The first analysis investigated antigen-specific T cells in smokers undergoing autofluorescence bronchoscopy surveillance for lung cancer progression (Abstract 22MO). “What is quite striking is that clear signs of T-cell recognition and reactivity are observed in these early carcinoma in-situ (CIS) airway lesions, and the T cells are adopting an exhausted phenotype, so there is something driving them to exhaustion prior to the onset of invasive disease, and that is what we need to target,” notes Dijkstra. “That active recognition by T cells is observed suggests that immune interception may be possible.” 

In addition, T cells in peripheral blood were found to have a specific signature associated with high-grade pre-invasive disease, indicating that this may be a biomarker that could be used to identify higher risk patients. Dijkstra emphasises the need for biomarkers to understand which pre-invasive lesions should be targeted: “We would only want to intervene in high-risk subgroups as we have to balance the potential adverse effects with the potential benefits of immune interception. Some lesions will spontaneously regress or remain stable, so only those that are most likely to develop into a cancer should be targeted.”
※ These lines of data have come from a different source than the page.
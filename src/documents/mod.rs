//! Documents Module
//! Mission: Accept per-account uploads and keep their extracted text
//!
//! No chunking or indexing happens here; `chunk_count` stays at zero.

pub mod api;
pub mod store;

pub use api::DocumentState;
pub use store::{Document, DocumentStore, NewDocument};

use std::path::Path;

pub const ALLOWED_EXTENSIONS: &[&str] = &["txt", "pdf", "md"];

/// 16 MiB per file
pub const MAX_UPLOAD_BYTES: usize = 16 * 1024 * 1024;

/// Body limit for the upload route: the file plus multipart framing.
pub const UPLOAD_BODY_LIMIT: usize = MAX_UPLOAD_BYTES + 64 * 1024;

/// Keep only the last path component of a client-supplied filename.
pub fn sanitize_filename(raw: &str) -> Option<String> {
    let last = raw.rsplit(['/', '\\']).next().unwrap_or(raw).trim();
    let name = Path::new(last).file_name()?.to_str()?;
    if name.is_empty() || name == "." || name == ".." {
        return None;
    }
    Some(name.to_string())
}

/// Lower-cased extension if it is one we accept.
pub fn allowed_extension(filename: &str) -> Option<String> {
    let (_, ext) = filename.rsplit_once('.')?;
    let ext = ext.to_ascii_lowercase();
    ALLOWED_EXTENSIONS.contains(&ext.as_str()).then_some(ext)
}

/// Plain-text formats are stored verbatim; anything else gets a placeholder.
pub fn extract_text(bytes: &[u8], file_type: &str, stored_name: &str) -> String {
    match file_type {
        "txt" | "md" => String::from_utf8_lossy(bytes).into_owned(),
        _ => format!("Document content from {}", stored_name),
    }
}
//! HTTP surface: shared application state and router composition.

use crate::{
    auth::{
        api as auth_api, auth_middleware, AccountStore, AuthState, Authenticator, JwtHandler,
        PasswordHasher, SessionResolver,
    },
    chat::{api as chat_api, ChatState, ChatStore},
    config::Config,
    documents::{api as documents_api, DocumentState, DocumentStore, UPLOAD_BODY_LIMIT},
    middleware::request_logging,
};
use anyhow::{Context, Result};
use axum::{
    extract::DefaultBodyLimit,
    middleware,
    routing::{get, post},
    Json, Router,
};
use serde_json::{json, Value};
use std::sync::Arc;
use tower::ServiceBuilder;
use tower_http::cors::CorsLayer;
use tracing::info;

/// Application state shared across all handlers
#[derive(Clone)]
pub struct AppState {
    pub account_store: Arc<AccountStore>,
    pub document_store: Arc<DocumentStore>,
    pub chat_store: Arc<ChatStore>,
    pub jwt_handler: Arc<JwtHandler>,
    pub authenticator: Arc<Authenticator>,
    pub session_resolver: Arc<SessionResolver>,
    pub config: Arc<Config>,
}

impl AppState {
    /// Open the stores and wire the auth components together.
    pub fn new(config: &Config) -> Result<Self> {
        let db_path = config.database_path.as_str();

        let account_store = Arc::new(
            AccountStore::new(db_path).context("Failed to initialize account store")?,
        );
        let document_store = Arc::new(
            DocumentStore::new(db_path).context("Failed to initialize document store")?,
        );
        let chat_store =
            Arc::new(ChatStore::new(db_path).context("Failed to initialize chat store")?);

        let jwt_handler = Arc::new(JwtHandler::from_config(config));
        let authenticator = Arc::new(Authenticator::new(
            account_store.clone(),
            PasswordHasher::new(config.bcrypt_cost),
        ));
        let session_resolver = Arc::new(SessionResolver::new(
            jwt_handler.clone(),
            account_store.clone(),
        ));

        info!("🗄️  Storage initialized at: {}", db_path);

        Ok(Self {
            account_store,
            document_store,
            chat_store,
            jwt_handler,
            authenticator,
            session_resolver,
            config: Arc::new(config.clone()),
        })
    }

    /// Opt-in demo account
    pub fn seed_demo_account(&self) -> Result<()> {
        self.account_store
            .seed_demo_account(self.authenticator.hasher())?;
        Ok(())
    }
}

/// Build the full API router
pub fn build_router(state: AppState) -> Router {
    let auth_state = AuthState::new(state.authenticator.clone(), state.jwt_handler.clone());
    let document_state = DocumentState {
        store: state.document_store.clone(),
        upload_dir: state.config.upload_dir.clone(),
    };
    let chat_state = ChatState {
        chat_store: state.chat_store.clone(),
        document_store: state.document_store.clone(),
    };

    let auth_router = Router::new()
        .route("/api/auth/register", post(auth_api::register))
        .route("/api/auth/login", post(auth_api::login))
        .with_state(auth_state);

    let document_router = Router::new()
        .route(
            "/api/documents/upload",
            post(documents_api::upload_document).layer(DefaultBodyLimit::max(UPLOAD_BODY_LIMIT)),
        )
        .route("/api/documents", get(documents_api::list_documents))
        .with_state(document_state);

    let chat_router = Router::new()
        .route("/api/chat", post(chat_api::post_chat))
        .route("/api/chat/history", get(chat_api::get_chat_history))
        .with_state(chat_state);

    // Everything here requires a resolved account
    let protected_routes = Router::new()
        .route("/api/auth/me", get(auth_api::get_current_user))
        .merge(document_router)
        .merge(chat_router)
        .route_layer(middleware::from_fn_with_state(
            state.session_resolver.clone(),
            auth_middleware,
        ));

    let public_routes = Router::new().route("/api/health", get(health_check));

    Router::new()
        .merge(public_routes)
        .merge(auth_router)
        .merge(protected_routes)
        .layer(
            ServiceBuilder::new()
                .layer(CorsLayer::permissive())
                .layer(middleware::from_fn(request_logging)),
        )
}

async fn health_check() -> Json<Value> {
    Json(json!({
        "status": "healthy",
        "service": "chatdesk",
        "version": env!("CARGO_PKG_VERSION"),
    }))
}
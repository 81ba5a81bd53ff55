//! Chat History Storage
//! Mission: Persist each user message and bot reply per session

use crate::chat::responder::{ChatReply, SourceRef};
use crate::db;
use anyhow::{Context, Result};
use chrono::Utc;
use rusqlite::{params, Row};
use serde::Serialize;

const MESSAGE_COLUMNS: &str =
    "id, user_id, session_id, message, is_user, tokens_used, source_documents, created_at";

#[derive(Debug, Clone, Serialize)]
pub struct ChatMessage {
    pub id: i64,
    pub user_id: i64,
    pub session_id: String,
    pub message: String,
    pub is_user: bool,
    pub tokens_used: i64,
    pub sources: Vec<SourceRef>,
    pub created_at: String,
}

pub struct ChatStore {
    db_path: String,
}

impl ChatStore {
    pub fn new(db_path: &str) -> Result<Self> {
        let store = Self {
            db_path: db_path.to_string(),
        };
        store.init_db()?;
        Ok(store)
    }

    fn init_db(&self) -> Result<()> {
        let conn = db::open(&self.db_path)?;
        conn.execute_batch(
            "CREATE TABLE IF NOT EXISTS chat_history (
                id INTEGER PRIMARY KEY AUTOINCREMENT,
                user_id INTEGER NOT NULL,
                session_id TEXT NOT NULL,
                message TEXT NOT NULL,
                is_user INTEGER NOT NULL,
                tokens_used INTEGER NOT NULL DEFAULT 0,
                source_documents TEXT NOT NULL DEFAULT '[]',
                created_at TEXT NOT NULL
            );
            CREATE INDEX IF NOT EXISTS idx_chat_history_session
                ON chat_history(user_id, session_id);",
        )
        .context("Failed to create chat_history table")?;
        Ok(())
    }

    /// Store the user's message and the bot's reply together; returns the
    /// reply's row id.
    pub fn record_exchange(
        &self,
        user_id: i64,
        session_id: &str,
        user_message: &str,
        reply: &ChatReply,
    ) -> Result<i64> {
        let mut conn = db::open(&self.db_path)?;
        let tx = conn.transaction()?;
        let now = Utc::now().to_rfc3339();
        let sources =
            serde_json::to_string(&reply.sources).context("Failed to encode reply sources")?;

        tx.execute(
            "INSERT INTO chat_history (user_id, session_id, message, is_user, tokens_used, source_documents, created_at)
             VALUES (?1, ?2, ?3, 1, 0, '[]', ?4)",
            params![user_id, session_id, user_message, now],
        )
        .context("Failed to store user message")?;

        tx.execute(
            "INSERT INTO chat_history (user_id, session_id, message, is_user, tokens_used, source_documents, created_at)
             VALUES (?1, ?2, ?3, 0, ?4, ?5, ?6)",
            params![user_id, session_id, reply.response, reply.tokens_used, sources, now],
        )
        .context("Failed to store bot reply")?;

        let reply_id = tx.last_insert_rowid();
        tx.commit().context("Failed to commit chat exchange")?;
        Ok(reply_id)
    }

    /// Oldest first, optionally narrowed to one session
    pub fn history(&self, user_id: i64, session_id: Option<&str>) -> Result<Vec<ChatMessage>> {
        let conn = db::open(&self.db_path)?;
        let mut stmt = conn.prepare(&format!(
            "SELECT {MESSAGE_COLUMNS} FROM chat_history
             WHERE user_id = ?1 AND (?2 IS NULL OR session_id = ?2)
             ORDER BY id ASC"
        ))?;

        let messages = stmt
            .query_map(params![user_id, session_id], message_from_row)?
            .collect::<Result<Vec<_>, _>>()
            .context("Failed to load chat history")?;

        Ok(messages)
    }
}

fn message_from_row(row: &Row<'_>) -> rusqlite::Result<ChatMessage> {
    let raw_sources: String = row.get(6)?;
    Ok(ChatMessage {
        id: row.get(0)?,
        user_id: row.get(1)?,
        session_id: row.get(2)?,
        message: row.get(3)?,
        is_user: row.get(4)?,
        tokens_used: row.get(5)?,
        // Rows are only ever written by record_exchange; tolerate anything else.
        sources: serde_json::from_str(&raw_sources).unwrap_or_default(),
        created_at: row.get(7)?,
    })
}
A second presentation reported T-cell subset composition and associated transcriptomic changes across healthy, pre-malignant, and a range of tumour tissues (a ‘pan-tissue atlas’ of T cells) to look for common patterns and determine the extent to which early lesions are capable of reorganising their microenvironment into an immunosuppressive state (Abstract 178O).

The results showed that the pre-cancer T-cell landscape differed markedly from that of normal tissue, suggesting that a distinct immunosuppressive microenvironment was already established in the pre-malignant stage, characterised by more regulatory and exhausted T cells than healthy samples. In addition, more progenitor exhausted T cells were observed in pre-malignant samples than in advanced cancers. “According to recent research, this subtype of exhausted T cell is thought to be relatively sensitive to immune checkpoint inhibition (Clin Transl Med. 2024;14:e1817). This suggests that immune interception may be a promising therapeutic approach,” remarks Dijkstra. In the study, one potential checkpoint inhibitor target, glucocorticoid-induced TNFR-related protein (GITR), was identified across a number of different pre-cancerous tissues and may be a rational target for immune interception.

An important next step will be to translate these descriptive findings into functional models. “The identification of a pan-tissue target is eagerly awaited, but it will be crucial to validate the current descriptive findings in functional preclinical models,” he concludes.